MODERNO OU CONTEMPORÂNEO
POETA E CRÍTICO DE ARTES TRAÇA UM RETRATO DA ARTE NO RIO GRANDE DO SUL EM RETROSPECTIVA DO ANO QUE FINDOU.
Já de saco cheio.com, sinto-me obrigado, por regra de comportamento cultural atestar, neste momento apocalíptico na cultura desse país, incultada por falta de money e ética crudelizada, que a “arte contemporânea” é mesmo a arte de agora. Now! Mesmo que o público a observe, como uma espécie de prima irmã da arte moderna... Pois ao contrário da “Arte Moderna”, essa “Arte Contemporânea”, base de valor das Bienais pelo mundo, inclusive de nossa blablafônica Bienal do Mercosul, não dispõe de um tempo de constituição, nem de uma formulação estabilizada de reconhecimento geral. Sua simultaneidade, que ocorre no “agora”, exige e propõe uma junção do aqui e do agora, com a dúvida envolvente que, o aqui e agora, pode ser constatado fenomenologicamente que, já é passado, a partir de seu espírito artístico, envolto pelo domínio do lugar que o envolva! Ex: uma escultura de gelo ou chocolate passa a ser contemporânea de suas vidas cotidianas e urgências de nossas necessidades. Portanto, não mais moderna, por que deixará de existir, perderá seu espírito de totalidade e conteúdo como obra aparentemente “moderna” ou de vanguarda.

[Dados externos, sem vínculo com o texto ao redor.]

use std::collections::HashMap;

use serde::{Deserialize, Serialize};

use super::customer::{Amount, CustomerId, CustomerRecord};
use super::money::Total;

/// Profit attributed to one counselor.
#[derive(Debug, Clone, PartialEq, Eq, Serialize, Deserialize)]
pub struct CounselorProfit {
    pub counselor: String,
    pub profit: Total,
}

/// Profit per counselor, in the order each counselor was first seen.
///
/// Equality takes order into account, so two breakdowns are equal only if
/// they would render the same chart.
#[derive(Debug, Clone, PartialEq, Eq, Default, Serialize, Deserialize)]
#[serde(transparent)]
pub struct CounselorProfits {
    entries: Vec<CounselorProfit>,
}

impl CounselorProfits {
    pub fn get(&self, counselor: &str) -> Option<Total> {
        self.entries
            .iter()
            .find(|e| e.counselor == counselor)
            .map(|e| e.profit)
    }

    pub fn iter(&self) -> std::slice::Iter<'_, CounselorProfit> {
        self.entries.iter()
    }

    pub fn counselors(&self) -> impl Iterator<Item = &str> {
        self.entries.iter().map(|e| e.counselor.as_str())
    }

    pub fn len(&self) -> usize {
        self.entries.len()
    }

    pub fn is_empty(&self) -> bool {
        self.entries.is_empty()
    }
}

impl<'a> IntoIterator for &'a CounselorProfits {
    type Item = &'a CounselorProfit;
    type IntoIter = std::slice::Iter<'a, CounselorProfit>;

    fn into_iter(self) -> Self::IntoIter {
        self.entries.iter()
    }
}

/// Accumulates per-counselor sums while remembering first-seen order.
#[derive(Default)]
struct CounselorAccumulator<'a> {
    index: HashMap<&'a str, usize>,
    entries: Vec<CounselorProfit>,
}

impl<'a> CounselorAccumulator<'a> {
    fn add(&mut self, counselor: &'a str, profit: Total) {
        match self.index.get(counselor) {
            Some(&i) => self.entries[i].profit += profit,
            None => {
                self.index.insert(counselor, self.entries.len());
                self.entries.push(CounselorProfit {
                    counselor: counselor.to_string(),
                    profit,
                });
            }
        }
    }

    fn finish(self) -> CounselorProfits {
        CounselorProfits {
            entries: self.entries,
        }
    }
}

/// Dashboard figures for a set of customers.
#[derive(Debug, Clone, PartialEq, Eq, Default, Serialize, Deserialize)]
pub struct AggregateReport {
    pub total_revenue: Total,
    pub total_profit: Total,
    pub profit_by_counselor: CounselorProfits,
}

/// Compute revenue, profit and profit per counselor.
///
/// Counselors are grouped by the exact `assigned_to` text. Amounts that are
/// missing or not integers count as zero; the record still counts towards
/// its counselor's group.
pub fn aggregate(records: &[CustomerRecord]) -> AggregateReport {
    let mut total_revenue: Total = 0;
    let mut total_profit: Total = 0;
    let mut by_counselor = CounselorAccumulator::default();

    for record in records {
        let profit = Total::from(record.agency_profit.or_zero());
        total_revenue += Total::from(record.total_amount_received.or_zero());
        total_profit += profit;
        by_counselor.add(&record.assigned_to, profit);
    }

    AggregateReport {
        total_revenue,
        total_profit,
        profit_by_counselor: by_counselor.finish(),
    }
}

/// What is wrong with a monetary field.
#[derive(Debug, Clone, PartialEq, Eq, Serialize)]
#[serde(rename_all = "lowercase")]
pub enum AmountProblem {
    Missing,
    Malformed(String),
}

/// A monetary field that was counted as zero.
#[derive(Debug, Clone, PartialEq, Eq, Serialize)]
pub struct DataQualityIssue {
    pub customer_id: CustomerId,
    pub field: &'static str,
    pub problem: AmountProblem,
}

/// List every monetary field that `aggregate` would treat as zero for lack
/// of a usable value, in record order.
pub fn audit_amounts(records: &[CustomerRecord]) -> Vec<DataQualityIssue> {
    records
        .iter()
        .flat_map(|record| {
            record
                .amounts()
                .into_iter()
                .filter_map(move |(field, amount)| {
                    let problem = match amount {
                        Amount::Value(_) => return None,
                        Amount::Missing => AmountProblem::Missing,
                        Amount::Malformed(raw) => AmountProblem::Malformed(raw.clone()),
                    };
                    Some(DataQualityIssue {
                        customer_id: record.id,
                        field,
                        problem,
                    })
                })
        })
        .collect()
}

Em, paradoxo, pergunto o porquê de o moderno pertencer como um “cocar” de cacique do contemporâneo. Primaticcio, Giambologna, Michelangelo, Ticiano e o arquiteto Giulio Romano, discípulo progressista de Rafael em meados de 1500, eram “modernos” de suas épocas, buscando sempre, contrastes, novas sombras, luzes, orquestração de cores, composições e novas transfigurações que se desdobrariam em muitos “irmos” pelos séculos seguintes! No mesmo exemplo, digo que esse “moderno” Giulio, um Rafael, “maneirista”, abduzia os “realistas” da época, com truques de claroescuro acentuando os coloridos metálicos das vestes, alongando sombras, e inundando as cenas de crepúsculos em forma e cores... (ver “Sagrada Família”, com São Tiago e São Marcos, 1523). Trazendo essa abdução para o “contemporâneo” dito, e maldito atual, do aqui e ali, disperso pela pluralidade incontrolável de “agoras”, licença poética, seria legível tornar para dentro da esfera artística, um grande contemporâneo em “artista literário e filosófico”, atemporal, recolhido à desconstrução, simulação, vazio, resíduo, e ruínas de classificação, com códigos de barra pré, pós ou neotranslógicos que pudesse ser reconhecido pela energia “Planck” ou encontrado seu DNA em buracos de minhocas, daqui a 2000 anos. E seria dito “de época”, em que “contemporâneo”, era fazer arte num país de salário mínimo, Bolsa Família e política cultural como mecanismos de poder do estado. E que contemporâneo em arte era uma manifestação de modernismo cloacal no novo status econômico, de reconhecimento público, a ponto de parecer necessário e oportuno, coloca-lo sobre um pedestal e aplaudir ou chorar seu desaparecimento...
Essa constelação de máscaras de mídias burras e teorias herdadas pela burguesia, vestidas de “papagaio de pirata”, geram valores encobertos por cortinas de fumaça que poluem o verdadeiro estado das coisas, que a poesia, suspensa nas nuvens do idealismo, há de fazer chover sobre os pergaminhos de um passado retórico, e borrado que nos impedem de “olhar” a arte como um sentido universal e acessível para todos. Ao papel dos tempos não importa ser moderno ou contemporâneo, pois a Bienal do Mercosul, mesmo com sua erudição no superlativo, valorizou nossos artistas modernos, de raiz moderna, e de uma feição, no terreno das teorias, provou, talvez sem querer, que a liberdade do conhecimento, jamais virá de véspera. E assim, poderíamos dizer que mesmo no afogadilho de um ano extremamente cruel com a cultura desse Estado e país, podemos publicar, que sobrevivemos, com grandes exposições, de ótimos artistas, que ainda removem as pedras do caminho...
Fonte: Correio do Povo – CS Caderno de Sábado/Zé Augusto Marques (Poeta e crítico de artes) em 2 de janeiro de 2016.